Curioso, cuando mi hermana se hizo cargo del avechucho, no hubo problema. Mientras con otras cercanías el animal graznaba, emitía rugiditos sordos y se revolvía dispuesto a picotear al extraño, a su curandera la dejaba hacer, revisarlo y vendarle el ala pegada al cuerpo.

Desde luego casi lisiado, a nadie preocupaba el animal, que brincaba de una maceta a otra. Cuando se acercaba a las jaulas, se armaba el mitote, los pajaritos revoloteaban dentro, silbaban y hacían ruidos que nadie confundirá con cantos alegres.

Un día la curandera dictaminó que el pajarraco estaba curado. Lo liberó de su venda, lo hizo ejercitar movimientos, desplegar el ala lesionada y quedó en la relativa libertad del patio.

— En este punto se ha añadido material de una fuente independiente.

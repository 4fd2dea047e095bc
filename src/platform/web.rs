//! wasm-bindgen surface for a browser host

use glam::Vec2;
use wasm_bindgen::prelude::*;

use crate::persistence::{LocalStorageStore, MemoryStore};
use crate::scoring::format_time;
use crate::session::GameSession;
use crate::sim::TickInput;
use crate::tuning::Tuning;

#[wasm_bindgen(start)]
pub fn wasm_start() {
    console_error_panic_hook::set_once();
    if console_log::init_with_level(log::Level::Info).is_err() {
        web_sys::console::warn_1(&"logger already initialised".into());
    }
    log::info!("Tilt Maze core loaded");
}

enum Backend {
    Local(GameSession<LocalStorageStore>),
    Memory(GameSession<MemoryStore>),
}

macro_rules! with_session {
    (mut $self:expr, $s:ident => $body:expr) => {
        match &mut $self.backend {
            Backend::Local($s) => $body,
            Backend::Memory($s) => $body,
        }
    };
    ($self:expr, $s:ident => $body:expr) => {
        match &$self.backend {
            Backend::Local($s) => $body,
            Backend::Memory($s) => $body,
        }
    };
}

/// One game, driven by the page's frame loop
#[wasm_bindgen]
pub struct WebGame {
    backend: Backend,
    ball: Vec2,
    ghost: Option<Vec2>,
    last_stars: u8,
    last_time: f32,
}

#[wasm_bindgen]
impl WebGame {
    /// `tuning_json` may be empty for defaults
    #[wasm_bindgen(constructor)]
    pub fn new(seed: u32, width: f32, height: f32, tuning_json: &str) -> WebGame {
        let tuning = if tuning_json.is_empty() {
            Tuning::default()
        } else {
            Tuning::from_json(tuning_json).unwrap_or_else(|e| {
                log::warn!("Bad tuning override, using defaults: {}", e);
                Tuning::default()
            })
        };
        let viewport = Vec2::new(width, height);

        let backend = match LocalStorageStore::open() {
            Ok(store) => Backend::Local(GameSession::new(seed.into(), viewport, store, tuning)),
            Err(e) => {
                log::warn!("{}; ghosts will not persist", e);
                Backend::Memory(GameSession::new(seed.into(), viewport, MemoryStore::new(), tuning))
            }
        };

        let mut game = WebGame {
            backend,
            ball: Vec2::ZERO,
            ghost: None,
            last_stars: 0,
            last_time: 0.0,
        };
        game.sync_ball();
        game
    }

    /// Feed one frame. Returns true on the frame the goal is reached.
    pub fn advance(&mut self, gravity_x: f32, gravity_y: f32, dt: f32) -> bool {
        let input = TickInput::tilt(gravity_x, gravity_y);
        let tick = with_session!(mut self, s => s.advance(&input, dt));
        self.ball = tick.ball.position;
        self.ghost = tick.ghost;
        match tick.completed {
            Some(summary) => {
                self.last_stars = summary.score.stars;
                self.last_time = summary.time;
                true
            }
            None => false,
        }
    }

    pub fn next_level(&mut self) {
        with_session!(mut self, s => s.next_level());
        self.sync_ball();
    }

    pub fn reset_maze(&mut self) {
        with_session!(mut self, s => s.reset_maze());
        self.sync_ball();
    }

    pub fn restart(&mut self) {
        with_session!(mut self, s => s.restart());
        self.sync_ball();
    }

    pub fn resize(&mut self, width: f32, height: f32) {
        with_session!(mut self, s => s.resize(Vec2::new(width, height)));
        self.sync_ball();
    }

    fn sync_ball(&mut self) {
        self.ball = with_session!(self, s => s.simulator().state().position());
        self.ghost = None;
    }

    pub fn ball_x(&self) -> f32 {
        self.ball.x
    }

    pub fn ball_y(&self) -> f32 {
        self.ball.y
    }

    pub fn has_ghost_position(&self) -> bool {
        self.ghost.is_some()
    }

    pub fn ghost_x(&self) -> f32 {
        self.ghost.map_or(0.0, |g| g.x)
    }

    pub fn ghost_y(&self) -> f32 {
        self.ghost.map_or(0.0, |g| g.y)
    }

    pub fn level(&self) -> u32 {
        with_session!(self, s => s.level())
    }

    /// Maze as JSON (`rows`, `cols`, `cells`, `start`, `end`, `seed`) for drawing
    pub fn maze_json(&self) -> String {
        with_session!(self, s => serde_json::to_string(s.maze()).unwrap_or_default())
    }

    /// Layout as JSON (`cell_size`, `origin`)
    pub fn layout_json(&self) -> String {
        with_session!(self, s => serde_json::to_string(s.layout()).unwrap_or_default())
    }

    /// Trail points as a flat `[x0, y0, x1, y1, ...]` array, oldest first
    pub fn trail(&self) -> Vec<f32> {
        with_session!(self, s => s
            .simulator()
            .state()
            .trail()
            .iter()
            .flat_map(|p| [p.x, p.y])
            .collect())
    }

    pub fn last_stars(&self) -> u8 {
        self.last_stars
    }

    /// Completion time of the last finished run as `m:ss`
    pub fn last_time_label(&self) -> String {
        format_time(self.last_time)
    }

    /// Stored best time for the current maze, or a negative value if none
    pub fn best_time(&self) -> f32 {
        with_session!(self, s => s.best_time().unwrap_or(-1.0))
    }
}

A veces arrastrando el miembro lesionado, pero igualmente usándolo para recorrer todos los espacios internos, nos olvidamos de su existencia… hasta ese terrible día en que doña Elena salió de la casa y apenas un par de horas después, encontró a uno de los citos con un ojo colgando y al gavilán tratando de meter la cabeza entre los frágiles barrotes.

El resto de los reclusos estaba en el terror total estrellándose contra las paredes de sus jaulas, chillando; después de ver a mi madre algo le dijo al agresor que era el mejor momento para desaparecer. Alzó el vuelo y nunca más supimos de él.

Los cantores quedaron mudos. No volvieron a silbar y la solución fue llevarlos y colocarlos en los árboles que rodeaban el establo donde teníamos las vacas.

Para desazón de mi madre, mi padre la advirtió que esos bichos prácticamente habían pasado en cautiverio su vida. Quizá en libertad no sabrían cómo sobrevivir…

La foto es de un cóndor, el rey de los pájaros.